As for party games, I did not list Dixit (SdJ winner) in the top 10 only because I've played it enough by now and don't really suggest playing it, but I'm still happy to play whenever my 10yo daughter asks. Just One (SdJ winner) is a fine mix of some ideas in Dixit and Codenames; indeed it's inferior to both BUT it's got some exceptional party game features: it's not only that you don't need a table to play, but it's also a game where anyone can join or leave the table mid-game and that won't break any strategies or cause any harm to the enjoyment of the game. Then there is Pictomania (Second Edition) which is a somewhat streamlined version of the original that got a SdJ recommendation; it is still a bit too fiddly for a party game but it's good fun. And yes, in the 90s and the beginning of the 2000s we played Time's Up/Word in Time quite a few times and I still think it's a fun party game (and it was a Deutsche Spielpreis nominee to schock those who prefer DSP over SdJ).

As for dexterity games, it seems I love flicking games: I really enjoy the western-themed, scenario-based Flick 'Em Up! (with focused players; otherwise it may get too long) and Crokinole. Stacking games like Animal upon Animal (SdJ recommended) and Junk Art (with lots of variety) are also great fun with anyone. And Bamboleo too, which is a kind of reverse stacking game: you try to take wooden pieces off the board.

I enjoy quite a few speed/reaction games as well; Spot it! is great fun even in pubs, Panic Lab is crazy while One Minute Game (Omiga/Flanxx) is a one-of-its-kind "speed shape recognition abstract strategy" or what, recommended for anyone.

And then there are lots of card games. Just like in case of For Sale, weight ratings feel a bit arbitrarily given by those who don't really play many card games to see the possibilities these offer. Of course there are really light ones like Love Letter (SdJ recommended) and Diamant/Incan Gold (SdJ recommended) that I enjoy, but I also think Linko!, Too Many Cooks and RevoltaaA are really good (and quite special) each.

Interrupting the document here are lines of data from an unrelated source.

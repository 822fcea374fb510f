//! One-parameter pose curves supplied by the caller.

use nalgebra::{Isometry3, Vector6};
use rbc_spatial::{Twist, Wrench};
use tracing::warn;

use super::{
    vec6_of_twist, wrench_of_vec6, JointKinematics, KindLayout, UpdateCtx, VelocityCoupling,
};
use crate::{CoordinateRange, CouplingError, MotionType, Result};

/// Differencing step for curve tangents and wrench derivatives.
const DIFF_STEP: f64 = 1e-6;

/// Number of coarse samples taken over the scan window before refinement.
const SCAN_SAMPLES: usize = 64;

/// A smooth pose as a function of one scalar parameter.
///
/// Implementors supply [`PoseCurve::pose`]; the default [`PoseCurve::tangent`]
/// differentiates it numerically, and may be overridden where an analytic
/// derivative is available.
pub trait PoseCurve: std::fmt::Debug + Send + Sync {
    /// Pose at parameter `s`, in the coupling's home frame.
    fn pose(&self, s: f64) -> Isometry3<f64>;

    /// Derivative of the pose with respect to `s`, as a twist in the home
    /// frame (origin velocity plus angular rate).
    fn tangent(&self, s: f64) -> Twist {
        let x0 = self.pose(s - DIFF_STEP);
        let x1 = self.pose(s + DIFF_STEP);
        let v = (x1.translation.vector - x0.translation.vector) / (2.0 * DIFF_STEP);
        let w = (x1.rotation * x0.rotation.inverse()).scaled_axis() / (2.0 * DIFF_STEP);
        Twist::new(v, w)
    }
}

/// Frame constrained to a caller-supplied pose curve: one coordinate `s`.
#[derive(Debug)]
pub struct Parameterized {
    curve: Box<dyn PoseCurve>,
    range: CoordinateRange,
    scan_radius: f64,
    coupling: VelocityCoupling,
}

impl Parameterized {
    /// Curve joint over `curve`, with the coordinate limited to `range`.
    ///
    /// `scan_radius` bounds the projection search around the previous
    /// parameter value when the range is unbounded.
    #[must_use]
    pub fn new(
        curve: Box<dyn PoseCurve>,
        range: CoordinateRange,
        scan_radius: f64,
        coupling: VelocityCoupling,
    ) -> Self {
        Self {
            curve,
            range,
            scan_radius,
            coupling,
        }
    }

    /// Pose distance from the curve at `s` to `tfd`.
    fn cost(&self, s: f64, tfd: &Isometry3<f64>) -> f64 {
        Twist::from_isometry(&(tfd * self.curve.pose(s).inverse())).norm()
    }

    /// Nearest curve parameter to `tfd`: coarse scan plus bounded ternary
    /// refinement. The scan covers the coordinate range when it is finite
    /// and a window around `prev` otherwise.
    fn project_parameter(&self, tfd: &Isometry3<f64>, prev: f64) -> f64 {
        let (lo, hi) = if self.range.min().is_finite() && self.range.max().is_finite() {
            (self.range.min(), self.range.max())
        } else {
            (prev - self.scan_radius, prev + self.scan_radius)
        };
        if hi - lo < 1e-15 {
            return self.range.clamp(lo);
        }

        let step = (hi - lo) / (SCAN_SAMPLES as f64);
        let mut best_s = lo;
        let mut best_cost = f64::INFINITY;
        for i in 0..=SCAN_SAMPLES {
            let s = lo + step * (i as f64);
            let c = self.cost(s, tfd);
            if c < best_cost {
                best_cost = c;
                best_s = s;
            }
        }
        if !self.range.contains(best_s) {
            // Window scans can wander past a one-sided bound.
            warn!(parameter = best_s, "curve projection clamped to range");
            return self.range.clamp(best_s);
        }

        let mut a = (best_s - step).max(lo);
        let mut b = (best_s + step).min(hi);
        for _ in 0..48 {
            let m1 = a + (b - a) / 3.0;
            let m2 = b - (b - a) / 3.0;
            if self.cost(m1, tfd) < self.cost(m2, tfd) {
                b = m2;
            } else {
                a = m1;
            }
        }
        self.range.clamp(0.5 * (a + b))
    }

    /// Complement of the tangent in the 6D twist space, together with the
    /// canonical seed of each direction (seeds 0-2 are translational).
    fn complement_basis(&self, s: f64) -> [(Vector6<f64>, usize); 5] {
        let t6 = vec6_of_twist(&self.curve.tangent(s));
        let n = t6.norm();
        let unit = if n > 1e-12 { t6 / n } else { Vector6::zeros() };
        let mut basis = [(Vector6::zeros(), 0usize); 5];
        let mut found = 0;
        for k in 0..6 {
            if found == 5 {
                break;
            }
            let mut r: Vector6<f64> = Vector6::zeros();
            r[k] = 1.0;
            r -= unit * unit.dot(&r);
            for (u, _) in basis.iter().take(found) {
                r -= *u * u.dot(&r);
            }
            if r.norm() > 1e-6 {
                basis[found] = (r.normalize(), k);
                found += 1;
            }
        }
        basis
    }

    /// Dual of the tangent: `t / |t|²`, so that `dual · tangent = 1`.
    fn dual(&self, s: f64) -> Vector6<f64> {
        let t6 = vec6_of_twist(&self.curve.tangent(s));
        let n2 = t6.norm_squared();
        if n2 < 1e-24 {
            warn!(parameter = s, "curve tangent vanished; dual unavailable");
            return Vector6::zeros();
        }
        t6 / n2
    }
}

impl JointKinematics for Parameterized {
    fn layout(&self) -> KindLayout {
        let mut l = KindLayout::default();
        l.add_coordinate("s", self.range, MotionType::Linear);
        // Sample the basis once to classify each blocked direction.
        let probe = if self.range.min().is_finite() {
            self.range.min()
        } else {
            0.0
        };
        for (_, seed) in self.complement_basis(probe) {
            l.add_bilateral(if seed < 3 {
                MotionType::Linear
            } else {
                MotionType::Rotary
            });
        }
        l
    }

    fn validate(&self) -> Result<()> {
        if !(self.scan_radius > 0.0) {
            return Err(CouplingError::InvalidPolicy {
                reason: format!("curve scan radius {} must be positive", self.scan_radius),
            });
        }
        Ok(())
    }

    fn coords_to_tcd(&self, coords: &[f64]) -> Isometry3<f64> {
        self.curve.pose(coords[0])
    }

    fn tcd_to_coords(&self, tcd: &Isometry3<f64>, prev: &[f64], out: &mut [f64]) {
        out[0] = self.project_parameter(tcd, prev[0]);
    }

    fn coordinate_twist(&self, _index: usize, coords: &[f64]) -> Twist {
        self.curve.tangent(coords[0])
    }

    fn update_constraints(&self, ctx: &mut UpdateCtx<'_>) {
        let s = ctx.coords[0];
        let basis = self.complement_basis(s);
        let dual = self.dual(s);
        for (i, (b, _)) in basis.iter().enumerate() {
            ctx.constraints[i].wrench = wrench_of_vec6(b);
            ctx.constraints[i].dot_wrench = Wrench::zero();
        }
        ctx.constraints[5].wrench = wrench_of_vec6(&dual);
        ctx.constraints[5].dot_wrench = Wrench::zero();

        if self.coupling == VelocityCoupling::Exact {
            let rate = dual.dot(&vec6_of_twist(ctx.vel));
            let (s0, s1) = (s - DIFF_STEP * rate, s + DIFF_STEP * rate);
            let (b0, b1) = (self.complement_basis(s0), self.complement_basis(s1));
            for i in 0..5 {
                ctx.constraints[i].dot_wrench =
                    wrench_of_vec6(&((b1[i].0 - b0[i].0) / (2.0 * DIFF_STEP)));
            }
            let (d0, d1) = (self.dual(s0), self.dual(s1));
            ctx.constraints[5].dot_wrench = wrench_of_vec6(&((d1 - d0) / (2.0 * DIFF_STEP)));
        }
    }
}

#[cfg(test)]
#[allow(clippy::unwrap_used)]
mod tests {
    use super::*;
    use approx::assert_relative_eq;
    use nalgebra::Vector3;

    /// A helix: advance along z while turning about it.
    #[derive(Debug)]
    struct Helix {
        pitch: f64,
    }

    impl PoseCurve for Helix {
        fn pose(&self, s: f64) -> Isometry3<f64> {
            Isometry3::new(
                Vector3::new(s.cos(), s.sin(), self.pitch * s),
                Vector3::new(0.0, 0.0, s),
            )
        }
    }

    fn helix_joint(coupling: VelocityCoupling) -> Parameterized {
        Parameterized::new(
            Box::new(Helix { pitch: 0.5 }),
            CoordinateRange::unlimited(),
            2.0,
            coupling,
        )
    }

    #[test]
    fn test_numeric_tangent_matches_helix() {
        let h = Helix { pitch: 0.5 };
        let s = 1.2;
        let t = h.tangent(s);
        assert_relative_eq!(
            t.v,
            Vector3::new(-s.sin(), s.cos(), 0.5),
            epsilon = 1e-8
        );
        assert_relative_eq!(t.w, Vector3::new(0.0, 0.0, 1.0), epsilon = 1e-8);
    }

    #[test]
    fn test_projection_recovers_parameter() {
        let k = helix_joint(VelocityCoupling::Exact);
        let tcd = k.coords_to_tcd(&[0.9]);
        let mut out = [0.0];
        k.tcd_to_coords(&tcd, &[0.7], &mut out);
        assert_relative_eq!(out[0], 0.9, epsilon = 1e-5);
    }

    #[test]
    fn test_projection_respects_finite_range() {
        let k = Parameterized::new(
            Box::new(Helix { pitch: 0.5 }),
            CoordinateRange::new(-1.0, 1.0).unwrap(),
            2.0,
            VelocityCoupling::Exact,
        );
        // Target beyond the range end projects to the end.
        let tcd = Helix { pitch: 0.5 }.pose(1.8);
        let mut out = [0.0];
        k.tcd_to_coords(&tcd, &[0.9], &mut out);
        assert_relative_eq!(out[0], 1.0, epsilon = 1e-3);
    }

    #[test]
    fn test_complement_annihilates_tangent() {
        let k = helix_joint(VelocityCoupling::Exact);
        let s = 0.4;
        let t6 = vec6_of_twist(&k.curve.tangent(s));
        for (b, _) in k.complement_basis(s) {
            assert_relative_eq!(b.dot(&t6), 0.0, epsilon = 1e-7);
            assert_relative_eq!(b.norm(), 1.0, epsilon = 1e-12);
        }
    }

    #[test]
    fn test_dual_normalization() {
        let k = helix_joint(VelocityCoupling::Exact);
        let s = -0.3;
        let t6 = vec6_of_twist(&k.curve.tangent(s));
        assert_relative_eq!(k.dual(s).dot(&t6), 1.0, epsilon = 1e-9);
    }

    #[test]
    fn test_rejects_nonpositive_scan_radius() {
        let k = Parameterized::new(
            Box::new(Helix { pitch: 0.5 }),
            CoordinateRange::unlimited(),
            0.0,
            VelocityCoupling::Exact,
        );
        assert!(k.validate().is_err());
    }
}
impl RigidBodyCoupling {
    /// Build a coupling from a joint kind. Rejects invalid kind parameters
    /// and coordinate ranges; all constraint storage is allocated here.
    pub fn new(kind: CouplingKind) -> Result<Self> {
        kind.kinematics().validate()?;
        let layout = kind.kinematics().layout();

        let num_bilaterals = layout.bilaterals.len();
        let mut constraints: Vec<ConstraintInfo> = layout
            .bilaterals
            .iter()
            .map(|m| ConstraintInfo::new(true, *m, None))
            .collect();

        let mut coordinates = Vec::with_capacity(layout.coordinates.len());
        for (i, decl) in layout.coordinates.iter().enumerate() {
            // Ranges come validated from the kind, but a kind assembling one
            // from raw parts is still caught here.
            if decl.range.min() > decl.range.max() {
                return Err(CouplingError::InvalidRange {
                    min: decl.range.min(),
                    max: decl.range.max(),
                });
            }
            let slot = num_bilaterals + i;
            coordinates.push(Coordinate::new(decl.name, decl.range, decl.motion, Some(slot)));
            constraints.push(ConstraintInfo::new(false, decl.motion, Some(i)));
        }
        for m in &layout.policy_slots {
            constraints.push(ConstraintInfo::new(false, *m, None));
        }

        let values = vec![0.0; coordinates.len()];
        Ok(Self {
            kind,
            coordinates,
            values,
            constraints,
            num_bilaterals,
            contact_distance: 0.0,
            break_speed: 0.0,
            break_accel: 0.0,
            bilateral_force: Wrench::zero(),
            unilateral_force: Wrench::zero(),
        })
    }

    // -- projection and coordinates --------------------------------------

    /// Project an arbitrary input pose onto the constraint manifold,
    /// updating the stored coordinate values (rotary coordinates track the
    /// branch nearest their previous value). Returns the projected pose; the
    /// new coordinate values are also copied into `coords_out` when given.
    pub fn project_to_constraints(
        &mut self,
        tfd: &Isometry3<f64>,
        coords_out: Option<&mut Vec<f64>>,
    ) -> Isometry3<f64> {
        let prev = self.values.clone();
        let mut raw = vec![0.0; prev.len()];
        let tgd = self.kind.kinematics().project(tfd, &prev, &mut raw);
        for (i, r) in raw.iter().enumerate() {
            self.coordinates[i].update_value(*r);
            self.values[i] = self.coordinates[i].value();
        }
        if let Some(buf) = coords_out {
            buf.clear();
            buf.extend_from_slice(&self.values);
        }
        tgd
    }

    /// Exact pose for a coordinate vector.
    #[must_use]
    pub fn coordinates_to_tcd(&self, coords: &[f64]) -> Isometry3<f64> {
        self.kind.kinematics().coords_to_tcd(coords)
    }

    /// Extract coordinates from an on-manifold pose, resolving branches
    /// toward the current values. Does not modify the coupling.
    #[must_use]
    pub fn tcd_to_coordinates(&self, tcd: &Isometry3<f64>) -> Vec<f64> {
        let mut out = vec![0.0; self.values.len()];
        self.kind.kinematics().tcd_to_coords(tcd, &self.values, &mut out);
        out
    }

    /// Twist of the projected frame per unit rate of coordinate `index`, at
    /// the current coordinate values.
    #[must_use]
    pub fn coordinate_twist(&self, index: usize) -> Option<Twist> {
        if index >= self.values.len() {
            return None;
        }
        Some(self.kind.kinematics().coordinate_twist(index, &self.values))
    }

    // -- constraint refresh ----------------------------------------------

    /// Refresh every constraint direction for the current step.
    ///
    /// `tgd` is the projected pose from [`Self::project_to_constraints`],
    /// `tfd` the raw input pose, and `vel` the relative velocity of the
    /// coupled bodies in frame D. With `update_engaged` set, unilateral
    /// directions run their engagement state machine; otherwise their
    /// engagement is left as is (used when replaying a checkpoint).
    pub fn update_constraints(
        &mut self,
        tgd: &Isometry3<f64>,
        tfd: &Isometry3<f64>,
        vel: &Twist,
        update_engaged: bool,
    ) {
        let err = Twist::from_isometry(&(tfd * tgd.inverse()));

        clear_constraints(&mut self.constraints);
        {
            let mut ctx = UpdateCtx {
                tgd,
                err: &err,
                vel,
                coords: &self.values,
                constraints: &mut self.constraints,
            };
            self.kind.kinematics().update_constraints(&mut ctx);
        }

        for c in &mut self.constraints[..self.num_bilaterals] {
            c.distance = c.wrench.dot(&err);
            c.contact_speed = c.wrench.dot(vel) + c.dot_wrench.dot(&err);
        }

        for idx in self.num_bilaterals..self.constraints.len() {
            let c = &mut self.constraints[idx];
            if let Some(ci) = c.coordinate {
                let theta = self.values[ci];
                let range = self.coordinates[ci].range();
                let lower_gap = theta - range.min();
                let upper_gap = range.max() - theta;
                // The kind writes the positive-direction dual each refresh.
                let rate = c.wrench.dot(vel);

                if update_engaged && c.engaged == 0 {
                    if lower_gap <= self.contact_distance && lower_gap <= upper_gap {
                        c.engaged = -1;
                        debug!(constraint = idx, coordinate = ci, "lower limit engaged");
                    } else if upper_gap <= self.contact_distance {
                        c.engaged = 1;
                        debug!(constraint = idx, coordinate = ci, "upper limit engaged");
                    }
                }

                match c.engaged {
                    1 => {
                        // Flip so a positive multiplier pushes back inside.
                        c.wrench = -c.wrench;
                        c.dot_wrench = -c.dot_wrench;
                        c.distance = upper_gap;
                        c.contact_speed = -rate;
                    }
                    -1 => {
                        c.distance = lower_gap;
                        c.contact_speed = rate;
                    }
                    _ => {
                        c.distance = lower_gap.min(upper_gap);
                        c.contact_speed = if upper_gap < lower_gap { -rate } else { rate };
                    }
                }
            } else {
                // Policy slot: the kind supplied wrench and distance in the
                // engaged direction.
                c.contact_speed = c.wrench.dot(vel);
                if update_engaged && c.engaged == 0 && c.distance <= self.contact_distance {
                    c.engaged = 1;
                    debug!(constraint = idx, "limit policy engaged");
                }
            }

            if update_engaged
                && c.engaged != 0
                && c.contact_speed > self.break_speed
                && c.contact_accel > self.break_accel
            {
                c.engaged = 0;
                debug!(constraint = idx, speed = c.contact_speed, "limit released");
            }
        }
    }

    // -- introspection ----------------------------------------------------

    /// The joint kind this coupling was built from.
    #[must_use]
    pub fn kind(&self) -> &CouplingKind {
        &self.kind
    }

    /// Number of coordinates.
    #[must_use]
    pub fn num_coordinates(&self) -> usize {
        self.coordinates.len()
    }

    /// Coordinate `index`, if it exists.
    #[must_use]
    pub fn coordinate(&self, index: usize) -> Option<&Coordinate> {
        self.coordinates.get(index)
    }

    /// Number of bilateral constraint directions.
    #[must_use]
    pub fn num_bilaterals(&self) -> usize {
        self.num_bilaterals
    }

    /// Number of potential unilateral directions (engaged or not).
    #[must_use]
    pub fn max_unilaterals(&self) -> usize {
        self.constraints.len() - self.num_bilaterals
    }

    /// Number of currently engaged unilateral directions.
    #[must_use]
    pub fn num_unilaterals(&self) -> usize {
        self.constraints[self.num_bilaterals..]
            .iter()
            .filter(|c| c.engaged != 0)
            .count()
    }

    /// Total constraint slots (bilaterals plus potential unilaterals).
    #[must_use]
    pub fn num_constraints(&self) -> usize {
        self.constraints.len()
    }

    /// Constraint slot `index`, if it exists. Bilaterals come first.
    #[must_use]
    pub fn constraint(&self, index: usize) -> Option<&ConstraintInfo> {
        self.constraints.get(index)
    }

    /// Solver-facing records for every active direction (all bilaterals and
    /// the engaged unilaterals), with wrenches expressed in both body
    /// frames. `tca` / `tcb` are the poses of the coupling frame in bodies
    /// A and B.
    #[must_use]
    pub fn solver_constraints(
        &self,
        tca: &Isometry3<f64>,
        tcb: &Isometry3<f64>,
    ) -> Vec<RigidBodyConstraint> {
        self.constraints
            .iter()
            .filter(|c| c.bilateral || c.engaged != 0)
            .map(|c| RigidBodyConstraint::from_info(c, tca, tcb))
            .collect()
    }

    // -- engagement tuning -------------------------------------------------

    /// Separation at or below which a disengaged limit engages.
    pub fn set_contact_distance(&mut self, distance: f64) {
        self.contact_distance = distance;
    }

    /// Separation speed a limit must exceed before it may release.
    pub fn set_break_speed(&mut self, speed: f64) {
        self.break_speed = speed;
    }

    /// Separation acceleration a limit must exceed before it may release.
    pub fn set_break_accel(&mut self, accel: f64) {
        self.break_accel = accel;
    }

    /// Write back the solver's separation acceleration for slot `index`.
    /// Until this is called the stored acceleration stays at zero, which
    /// keeps engaged limits from releasing spuriously.
    pub fn set_contact_accel(&mut self, index: usize, accel: f64) -> Result<()> {
        let n = self.constraints.len();
        let c = self
            .constraints
            .get_mut(index)
            .ok_or(CouplingError::ConstraintCountMismatch {
                expected: index + 1,
                offset: index,
                actual: n,
            })?;
        c.contact_accel = accel;
        Ok(())
    }

    /// Set compliance and damping for constraint slot `index`.
    pub fn set_compliance(&mut self, index: usize, compliance: f64, damping: f64) -> Result<()> {
        let n = self.constraints.len();
        let c = self
            .constraints
            .get_mut(index)
            .ok_or(CouplingError::ConstraintCountMismatch {
                expected: index + 1,
                offset: index,
                actual: n,
            })?;
        c.compliance = compliance;
        c.damping = damping;
        Ok(())
    }

    // -- impulse scatter ---------------------------------------------------

    /// Scatter solved impulses into the bilateral directions, starting at
    /// `offset` in `impulses`. Each multiplier is `impulse / h`; the
    /// resulting wrenches accumulate into the bilateral force. Returns the
    /// offset just past the consumed entries.
    pub fn set_bilateral_impulses(
        &mut self,
        impulses: &[f64],
        h: f64,
        offset: usize,
    ) -> Result<usize> {
        let needed = self.num_bilaterals;
        if impulses.len().saturating_sub(offset) < needed {
            return Err(CouplingError::ConstraintCountMismatch {
                expected: needed,
                offset,
                actual: impulses.len(),
            });
        }
        for (i, c) in self.constraints[..needed].iter_mut().enumerate() {
            let multiplier = impulses[offset + i] / h;
            c.multiplier = multiplier;
            self.bilateral_force = self.bilateral_force.scaled_add(multiplier, &c.wrench);
        }
        Ok(offset + needed)
    }

    /// Scatter solved impulses into the engaged unilateral directions, in
    /// slot order, starting at `offset`. Disengaged slots consume nothing.
    /// Returns the offset just past the consumed entries.
    pub fn set_unilateral_impulses(
        &mut self,
        impulses: &[f64],
        h: f64,
        offset: usize,
    ) -> Result<usize> {
        let needed = self.num_unilaterals();
        if impulses.len().saturating_sub(offset) < needed {
            return Err(CouplingError::ConstraintCountMismatch {
                expected: needed,
                offset,
                actual: impulses.len(),
            });
        }
        let mut at = offset;
        for c in self.constraints[self.num_bilaterals..].iter_mut() {
            if c.engaged == 0 {
                continue;
            }
            let multiplier = impulses[at] / h;
            c.multiplier = multiplier;
            self.unilateral_force = self.unilateral_force.scaled_add(multiplier, &c.wrench);
            at += 1;
        }
        Ok(at)
    }

    /// Accumulated bilateral constraint wrench, in frame D.
    #[must_use]
    pub fn bilateral_force_f(&self) -> Wrench {
        self.bilateral_force
    }

    /// Accumulated unilateral constraint wrench, in frame D.
    #[must_use]
    pub fn unilateral_force_f(&self) -> Wrench {
        self.unilateral_force
    }

    /// Reset accumulated forces and multipliers (start of a solve).
    pub fn zero_forces(&mut self) {
        self.bilateral_force = Wrench::zero();
        self.unilateral_force = Wrench::zero();
        for c in &mut self.constraints {
            c.multiplier = 0.0;
        }
    }

    // -- checkpointing -----------------------------------------------------

    /// Length of the checkpoint buffer: two values per potential unilateral
    /// direction. Bilateral state is recomputed, never persisted.
    #[must_use]
    pub fn state_size(&self) -> usize {
        2 * self.max_unilaterals()
    }

    /// Serialize engagement flags and owning-coordinate values, one
    /// `(engaged, value)` pair per unilateral slot in declaration order.
    pub fn write_state(&self, out: &mut [f64]) -> Result<()> {
        if out.len() != self.state_size() {
            return Err(CouplingError::StateSizeMismatch {
                expected: self.state_size(),
                actual: out.len(),
            });
        }
        for (k, c) in self.constraints[self.num_bilaterals..].iter().enumerate() {
            out[2 * k] = f64::from(c.engaged);
            out[2 * k + 1] = c.coordinate.map_or(0.0, |ci| self.values[ci]);
        }
        Ok(())
    }

    /// Restore a checkpoint written by [`Self::write_state`].
    pub fn read_state(&mut self, data: &[f64]) -> Result<()> {
        if data.len() != self.state_size() {
            return Err(CouplingError::StateSizeMismatch {
                expected: self.state_size(),
                actual: data.len(),
            });
        }
        let nb = self.num_bilaterals;
        for k in 0..self.max_unilaterals() {
            let engaged = data[2 * k];
            let c = &mut self.constraints[nb + k];
            c.engaged = if engaged > 0.5 {
                1
            } else if engaged < -0.5 {
                -1
            } else {
                0
            };
            if let Some(ci) = c.coordinate {
                self.coordinates[ci].set_value(data[2 * k + 1]);
                self.values[ci] = data[2 * k + 1];
            }
        }
        Ok(())
    }
}
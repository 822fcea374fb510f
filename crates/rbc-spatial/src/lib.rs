//! Spatial vector algebra for rigid-body coupling constraints.
//!
//! Implements 6D twists (spatial velocities), wrenches (spatial forces) and
//! spatial inertia in the free/line decomposition: a spatial vector carries a
//! *free* 3-vector and a *line* 3-vector, and twists and wrenches swap the two
//! so that `wrench · twist` (mechanical power) is invariant under the shared
//! rigid-transform rule.
//!
//! This crate is pure math, with no constraint state and no engine. See
//! `rbc-coupling` for the joint-coupling engine built on top of it.
//!
//! # Conventions
//!
//! - `Twist { v, w }`: `v` = translational velocity (free), `w` = angular
//!   velocity (line).
//! - `Wrench { m, f }`: `m` = moment (free), `f` = force (line).
//! - Transforms use [`nalgebra::Isometry3`]; a transform `X_AB` (pose of
//!   frame B in frame A) re-expresses a B-frame spatial vector in frame A.

#![deny(clippy::unwrap_used, clippy::expect_used)]
#![warn(missing_docs)]
#![allow(clippy::suboptimal_flops, clippy::missing_errors_doc)]

mod error;
mod euler;
mod inertia;
mod twist;
mod wrench;

pub use error::SpatialError;
pub use euler::{nearest_angle, rotation_to_rpy, rpy_to_rotation, EulerFilter};
pub use inertia::SpatialInertia;
pub use twist::{ExtrapolationFrame, Twist};
pub use wrench::Wrench;

/// Result type for spatial-algebra operations.
pub type Result<T> = std::result::Result<T, SpatialError>;

use nalgebra::{Matrix3, Vector3};

/// Cross-product matrix: `skew(v) * w == v × w`.
#[inline]
#[must_use]
pub fn skew(v: &Vector3<f64>) -> Matrix3<f64> {
    Matrix3::new(0.0, -v.z, v.y, v.z, 0.0, -v.x, -v.y, v.x, 0.0)
}
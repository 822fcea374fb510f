//! Kinds whose translation rides on a surface: the ellipsoid joint and the
//! piecewise-planar slide.

use nalgebra::{Isometry3, Matrix3, Rotation3, Translation3, Vector3, Vector6};
use rbc_spatial::{nearest_angle, Twist, Wrench};
use tracing::warn;

#[cfg(feature = "serde")]
use serde::{Deserialize, Serialize};

use super::{
    iso, nearest_z_angle, rot_z, vec6_of_twist, wrench_of_vec6, JointKinematics, KindLayout,
    UpdateCtx, VelocityCoupling,
};
use crate::{CoordinateRange, CouplingError, MotionType, Result};

/// Differencing step for wrench-derivative estimates.
const DIFF_STEP: f64 = 1e-6;

// ---------------------------------------------------------------------------
// Ellipsoid
// ---------------------------------------------------------------------------

/// Frame origin constrained to an ellipsoid surface, frame z along the
/// outward normal, with a free spin about it: coordinates
/// `[phi (longitude), lambda (latitude), theta (spin)]`.
#[derive(Debug, Clone)]
#[cfg_attr(feature = "serde", derive(Serialize, Deserialize))]
pub struct Ellipsoid {
    semi_axes: [f64; 3],
    ranges: [CoordinateRange; 3],
    coupling: VelocityCoupling,
}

And of course there are a few 'real' board games there as well, although few hardcore gamers would want to play a general toystore-game-looking roll and move: That's Life! (2005 SdJ nominee) uses the mechanism in a surprisingly clever way. I'm not sure why Indigo (2012 SdJ recommended) has a lower weight rating than Metro but well, it is listed as 'very light' and I think it's the best version of the Metro/Tsuro idea out there. And I'm ready to play FITS (2009 SdJ nominee) and its follow-up BITS any time.

Just a short note: in 2009,FITS was nominated for SdJ alongside Fauna - and Dominion, Pandemic and middle-of-the-road Finca. No wonder the award was split (into SdJ and KdJ) in the next year - not to award gamer's games, only to make a difference between simpler, beginner-friendly and 'next level' SdJ hopefuls.

Possibly I should also create a "my favorite complex games' list as well but BGG is full of these so I won't. If you'd like to list your favorite 'very light' games - even if you don't have ten - just use the 'advanced search (game weight between 1 and 1.5). Let me know your favorites!